=== Goal of the exercise ===
Scan the material that follows. Copy every line containing the word "removed".

=== Given entries ===
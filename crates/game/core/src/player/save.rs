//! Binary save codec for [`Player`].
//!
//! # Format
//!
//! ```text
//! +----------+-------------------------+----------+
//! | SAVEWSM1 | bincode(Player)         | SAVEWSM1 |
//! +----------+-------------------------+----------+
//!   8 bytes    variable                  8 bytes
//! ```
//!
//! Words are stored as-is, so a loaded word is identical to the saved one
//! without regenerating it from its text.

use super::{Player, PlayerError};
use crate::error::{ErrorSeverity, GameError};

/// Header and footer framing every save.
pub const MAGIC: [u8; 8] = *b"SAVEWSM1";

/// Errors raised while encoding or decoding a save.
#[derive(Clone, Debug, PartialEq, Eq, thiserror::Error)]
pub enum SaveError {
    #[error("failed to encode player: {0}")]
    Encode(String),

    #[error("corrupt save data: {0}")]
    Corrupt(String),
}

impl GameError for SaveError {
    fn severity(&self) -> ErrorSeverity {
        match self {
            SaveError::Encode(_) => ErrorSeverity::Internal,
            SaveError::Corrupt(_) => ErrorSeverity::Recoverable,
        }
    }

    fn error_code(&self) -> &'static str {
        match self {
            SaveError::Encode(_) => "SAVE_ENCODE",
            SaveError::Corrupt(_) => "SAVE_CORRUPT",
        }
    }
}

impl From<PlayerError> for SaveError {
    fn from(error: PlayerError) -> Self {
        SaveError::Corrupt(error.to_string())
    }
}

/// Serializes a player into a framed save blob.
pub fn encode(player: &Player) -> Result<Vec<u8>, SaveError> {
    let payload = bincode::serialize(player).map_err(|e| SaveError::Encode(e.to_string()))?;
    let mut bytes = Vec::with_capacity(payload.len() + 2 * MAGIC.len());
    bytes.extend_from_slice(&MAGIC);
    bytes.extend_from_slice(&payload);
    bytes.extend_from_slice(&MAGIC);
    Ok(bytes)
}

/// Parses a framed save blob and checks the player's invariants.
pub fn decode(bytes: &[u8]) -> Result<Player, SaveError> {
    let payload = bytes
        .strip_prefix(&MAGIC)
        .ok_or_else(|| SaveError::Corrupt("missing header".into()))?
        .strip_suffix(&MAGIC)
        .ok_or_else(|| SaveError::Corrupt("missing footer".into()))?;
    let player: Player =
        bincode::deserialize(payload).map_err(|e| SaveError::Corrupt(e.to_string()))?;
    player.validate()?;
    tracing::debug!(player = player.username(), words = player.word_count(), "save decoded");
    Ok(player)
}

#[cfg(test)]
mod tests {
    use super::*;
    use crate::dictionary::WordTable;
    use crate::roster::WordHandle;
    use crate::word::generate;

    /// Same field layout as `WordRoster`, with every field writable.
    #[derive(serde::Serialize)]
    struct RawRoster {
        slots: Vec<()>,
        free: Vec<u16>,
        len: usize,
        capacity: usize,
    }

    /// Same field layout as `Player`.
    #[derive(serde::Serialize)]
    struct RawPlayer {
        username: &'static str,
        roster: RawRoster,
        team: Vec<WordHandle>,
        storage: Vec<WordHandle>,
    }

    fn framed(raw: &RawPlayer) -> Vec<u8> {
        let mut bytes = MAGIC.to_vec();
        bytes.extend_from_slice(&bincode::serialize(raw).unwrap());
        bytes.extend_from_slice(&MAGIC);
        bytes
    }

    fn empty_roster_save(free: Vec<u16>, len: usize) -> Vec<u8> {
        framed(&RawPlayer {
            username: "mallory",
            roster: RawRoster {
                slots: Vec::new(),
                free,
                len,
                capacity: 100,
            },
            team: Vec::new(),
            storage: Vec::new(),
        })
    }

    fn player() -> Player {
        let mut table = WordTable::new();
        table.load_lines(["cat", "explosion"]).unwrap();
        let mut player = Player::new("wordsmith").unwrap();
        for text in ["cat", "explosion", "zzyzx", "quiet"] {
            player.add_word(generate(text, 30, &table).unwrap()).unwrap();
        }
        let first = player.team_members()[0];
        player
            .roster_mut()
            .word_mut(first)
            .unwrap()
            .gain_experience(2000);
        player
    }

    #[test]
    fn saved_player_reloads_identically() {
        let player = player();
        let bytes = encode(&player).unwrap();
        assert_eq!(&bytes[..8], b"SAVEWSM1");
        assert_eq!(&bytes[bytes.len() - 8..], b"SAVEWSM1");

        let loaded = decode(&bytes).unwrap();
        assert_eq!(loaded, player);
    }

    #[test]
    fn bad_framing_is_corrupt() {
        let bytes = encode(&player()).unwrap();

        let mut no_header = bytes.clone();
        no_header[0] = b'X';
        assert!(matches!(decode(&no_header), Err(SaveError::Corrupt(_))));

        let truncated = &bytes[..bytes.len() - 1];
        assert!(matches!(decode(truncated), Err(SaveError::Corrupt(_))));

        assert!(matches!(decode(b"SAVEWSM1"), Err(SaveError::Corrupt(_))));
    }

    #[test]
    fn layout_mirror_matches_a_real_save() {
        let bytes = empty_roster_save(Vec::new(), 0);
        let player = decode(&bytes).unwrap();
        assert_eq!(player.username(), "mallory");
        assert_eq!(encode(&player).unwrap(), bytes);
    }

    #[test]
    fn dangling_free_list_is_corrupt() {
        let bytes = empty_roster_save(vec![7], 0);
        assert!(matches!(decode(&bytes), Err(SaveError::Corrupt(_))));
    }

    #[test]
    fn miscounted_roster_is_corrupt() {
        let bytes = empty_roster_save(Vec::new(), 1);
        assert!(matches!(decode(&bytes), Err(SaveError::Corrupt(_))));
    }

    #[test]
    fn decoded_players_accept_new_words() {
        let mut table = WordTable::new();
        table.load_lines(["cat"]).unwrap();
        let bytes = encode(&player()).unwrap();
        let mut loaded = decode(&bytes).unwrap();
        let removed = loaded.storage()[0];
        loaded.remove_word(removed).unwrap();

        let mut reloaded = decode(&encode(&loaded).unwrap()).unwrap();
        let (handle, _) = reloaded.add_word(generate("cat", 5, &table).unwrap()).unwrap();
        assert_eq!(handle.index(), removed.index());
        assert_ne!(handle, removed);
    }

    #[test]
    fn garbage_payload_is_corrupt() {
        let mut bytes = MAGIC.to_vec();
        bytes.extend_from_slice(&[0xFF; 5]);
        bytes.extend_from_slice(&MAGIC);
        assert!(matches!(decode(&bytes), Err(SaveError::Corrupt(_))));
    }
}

--

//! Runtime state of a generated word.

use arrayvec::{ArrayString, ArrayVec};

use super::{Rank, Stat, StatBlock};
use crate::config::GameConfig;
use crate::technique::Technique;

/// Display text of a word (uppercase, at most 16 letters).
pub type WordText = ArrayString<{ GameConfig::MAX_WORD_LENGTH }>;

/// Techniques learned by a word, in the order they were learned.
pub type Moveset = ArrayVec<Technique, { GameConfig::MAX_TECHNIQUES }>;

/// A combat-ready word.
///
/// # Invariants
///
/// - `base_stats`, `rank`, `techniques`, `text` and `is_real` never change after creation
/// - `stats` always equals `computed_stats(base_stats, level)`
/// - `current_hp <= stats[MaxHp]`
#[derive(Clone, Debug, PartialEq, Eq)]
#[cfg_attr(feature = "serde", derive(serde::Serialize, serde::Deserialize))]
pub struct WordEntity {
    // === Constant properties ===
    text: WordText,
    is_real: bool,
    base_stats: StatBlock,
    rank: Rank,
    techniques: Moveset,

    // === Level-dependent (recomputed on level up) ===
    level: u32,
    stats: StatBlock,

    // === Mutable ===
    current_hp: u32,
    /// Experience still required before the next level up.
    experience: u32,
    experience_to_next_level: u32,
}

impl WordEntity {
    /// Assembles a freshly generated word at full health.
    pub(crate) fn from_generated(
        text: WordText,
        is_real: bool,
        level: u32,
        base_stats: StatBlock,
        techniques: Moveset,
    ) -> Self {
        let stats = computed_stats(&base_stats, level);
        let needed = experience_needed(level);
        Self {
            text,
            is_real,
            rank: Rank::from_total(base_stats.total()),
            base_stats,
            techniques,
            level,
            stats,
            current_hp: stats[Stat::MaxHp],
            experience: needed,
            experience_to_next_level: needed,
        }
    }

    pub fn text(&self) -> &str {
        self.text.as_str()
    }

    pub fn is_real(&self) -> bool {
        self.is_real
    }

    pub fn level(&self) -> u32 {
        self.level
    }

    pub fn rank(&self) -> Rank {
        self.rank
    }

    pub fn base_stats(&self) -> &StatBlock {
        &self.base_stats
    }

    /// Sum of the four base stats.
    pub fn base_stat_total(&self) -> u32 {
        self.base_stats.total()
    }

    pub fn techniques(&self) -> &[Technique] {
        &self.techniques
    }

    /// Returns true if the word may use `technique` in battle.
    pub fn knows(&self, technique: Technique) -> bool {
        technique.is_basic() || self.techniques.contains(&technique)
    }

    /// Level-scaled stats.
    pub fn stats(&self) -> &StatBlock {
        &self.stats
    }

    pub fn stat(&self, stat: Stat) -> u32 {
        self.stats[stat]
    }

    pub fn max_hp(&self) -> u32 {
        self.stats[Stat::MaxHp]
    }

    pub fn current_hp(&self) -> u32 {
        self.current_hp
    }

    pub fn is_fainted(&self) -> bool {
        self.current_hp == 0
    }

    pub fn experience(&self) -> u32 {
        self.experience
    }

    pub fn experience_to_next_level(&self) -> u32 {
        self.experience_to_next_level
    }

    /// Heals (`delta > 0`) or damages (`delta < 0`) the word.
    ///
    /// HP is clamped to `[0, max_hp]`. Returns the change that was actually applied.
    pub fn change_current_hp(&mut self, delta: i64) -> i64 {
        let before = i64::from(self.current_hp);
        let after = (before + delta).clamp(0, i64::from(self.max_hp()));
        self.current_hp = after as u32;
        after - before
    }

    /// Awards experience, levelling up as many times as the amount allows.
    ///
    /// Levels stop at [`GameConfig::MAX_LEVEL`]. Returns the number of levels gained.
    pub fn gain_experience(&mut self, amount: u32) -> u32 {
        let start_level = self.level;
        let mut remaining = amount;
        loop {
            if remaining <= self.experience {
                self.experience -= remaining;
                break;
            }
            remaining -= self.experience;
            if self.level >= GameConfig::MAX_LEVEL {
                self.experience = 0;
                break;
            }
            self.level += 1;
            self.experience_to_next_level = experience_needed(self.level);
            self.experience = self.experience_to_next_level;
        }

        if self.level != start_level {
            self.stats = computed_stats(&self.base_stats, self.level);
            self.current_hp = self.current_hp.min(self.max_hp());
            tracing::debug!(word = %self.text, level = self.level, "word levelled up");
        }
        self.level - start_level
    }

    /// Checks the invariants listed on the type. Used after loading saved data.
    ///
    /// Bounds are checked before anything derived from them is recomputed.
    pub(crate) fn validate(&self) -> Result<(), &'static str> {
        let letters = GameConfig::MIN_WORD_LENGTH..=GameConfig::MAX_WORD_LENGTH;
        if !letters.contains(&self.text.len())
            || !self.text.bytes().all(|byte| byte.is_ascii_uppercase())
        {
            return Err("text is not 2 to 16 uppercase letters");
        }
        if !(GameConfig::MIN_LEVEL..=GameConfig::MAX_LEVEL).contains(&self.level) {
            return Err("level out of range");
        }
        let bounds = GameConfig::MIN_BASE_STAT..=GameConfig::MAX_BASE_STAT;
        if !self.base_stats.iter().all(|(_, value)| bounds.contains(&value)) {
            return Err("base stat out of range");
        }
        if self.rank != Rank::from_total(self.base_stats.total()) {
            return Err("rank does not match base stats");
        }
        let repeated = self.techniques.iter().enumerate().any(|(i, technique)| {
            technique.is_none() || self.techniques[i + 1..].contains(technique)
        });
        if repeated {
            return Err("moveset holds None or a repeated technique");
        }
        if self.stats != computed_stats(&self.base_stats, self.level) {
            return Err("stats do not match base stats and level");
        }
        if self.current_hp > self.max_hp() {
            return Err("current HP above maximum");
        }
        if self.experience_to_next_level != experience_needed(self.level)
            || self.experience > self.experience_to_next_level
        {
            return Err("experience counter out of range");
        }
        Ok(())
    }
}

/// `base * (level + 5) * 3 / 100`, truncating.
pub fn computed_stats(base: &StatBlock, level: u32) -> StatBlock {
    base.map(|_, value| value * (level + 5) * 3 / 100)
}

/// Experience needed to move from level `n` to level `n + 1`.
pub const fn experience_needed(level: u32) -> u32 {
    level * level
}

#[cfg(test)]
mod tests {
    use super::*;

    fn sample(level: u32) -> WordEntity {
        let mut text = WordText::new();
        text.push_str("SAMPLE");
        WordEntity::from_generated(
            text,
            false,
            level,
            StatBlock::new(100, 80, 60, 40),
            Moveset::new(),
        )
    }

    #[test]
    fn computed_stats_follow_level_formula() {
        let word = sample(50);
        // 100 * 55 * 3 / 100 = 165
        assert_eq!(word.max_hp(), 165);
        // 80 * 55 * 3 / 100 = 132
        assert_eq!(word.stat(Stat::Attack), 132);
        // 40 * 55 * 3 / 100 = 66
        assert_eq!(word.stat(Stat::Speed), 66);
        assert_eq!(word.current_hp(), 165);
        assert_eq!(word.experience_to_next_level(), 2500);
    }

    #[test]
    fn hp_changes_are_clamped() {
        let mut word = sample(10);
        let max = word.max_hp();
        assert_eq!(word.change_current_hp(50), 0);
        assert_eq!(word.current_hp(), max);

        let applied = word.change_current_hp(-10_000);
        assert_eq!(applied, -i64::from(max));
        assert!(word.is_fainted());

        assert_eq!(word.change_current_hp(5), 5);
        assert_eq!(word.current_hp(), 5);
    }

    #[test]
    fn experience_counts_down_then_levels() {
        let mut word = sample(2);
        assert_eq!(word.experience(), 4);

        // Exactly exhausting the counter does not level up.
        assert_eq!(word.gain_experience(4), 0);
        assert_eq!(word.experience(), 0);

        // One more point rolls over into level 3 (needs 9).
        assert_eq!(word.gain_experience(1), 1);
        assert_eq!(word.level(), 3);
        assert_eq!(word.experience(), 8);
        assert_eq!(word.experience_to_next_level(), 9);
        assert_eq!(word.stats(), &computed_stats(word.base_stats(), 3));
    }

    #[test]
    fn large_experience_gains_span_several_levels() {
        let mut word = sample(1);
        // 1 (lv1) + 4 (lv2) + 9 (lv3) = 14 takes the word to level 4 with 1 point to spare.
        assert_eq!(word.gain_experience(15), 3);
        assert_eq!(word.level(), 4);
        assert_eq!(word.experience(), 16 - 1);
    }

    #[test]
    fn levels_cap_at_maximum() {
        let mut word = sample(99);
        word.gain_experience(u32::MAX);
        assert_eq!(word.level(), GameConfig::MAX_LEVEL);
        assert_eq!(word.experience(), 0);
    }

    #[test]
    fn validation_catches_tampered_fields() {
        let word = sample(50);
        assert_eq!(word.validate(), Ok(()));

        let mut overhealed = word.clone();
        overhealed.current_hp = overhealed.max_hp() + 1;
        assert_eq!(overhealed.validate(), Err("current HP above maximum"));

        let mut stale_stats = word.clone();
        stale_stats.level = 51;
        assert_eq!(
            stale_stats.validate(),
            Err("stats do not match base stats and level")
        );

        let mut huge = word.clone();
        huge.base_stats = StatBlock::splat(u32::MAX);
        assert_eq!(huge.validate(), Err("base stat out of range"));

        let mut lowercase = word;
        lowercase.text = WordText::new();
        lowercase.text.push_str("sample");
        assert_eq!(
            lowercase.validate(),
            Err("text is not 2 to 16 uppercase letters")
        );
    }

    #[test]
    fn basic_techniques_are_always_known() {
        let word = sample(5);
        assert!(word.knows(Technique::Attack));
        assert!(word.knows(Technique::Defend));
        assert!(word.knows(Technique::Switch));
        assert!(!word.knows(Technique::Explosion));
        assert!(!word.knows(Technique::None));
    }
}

=== Exercise solution ===
        let removed = loaded.storage()[0];
        loaded.remove_word(removed).unwrap();
        assert_eq!(handle.index(), removed.index());
        assert_ne!(handle, removed);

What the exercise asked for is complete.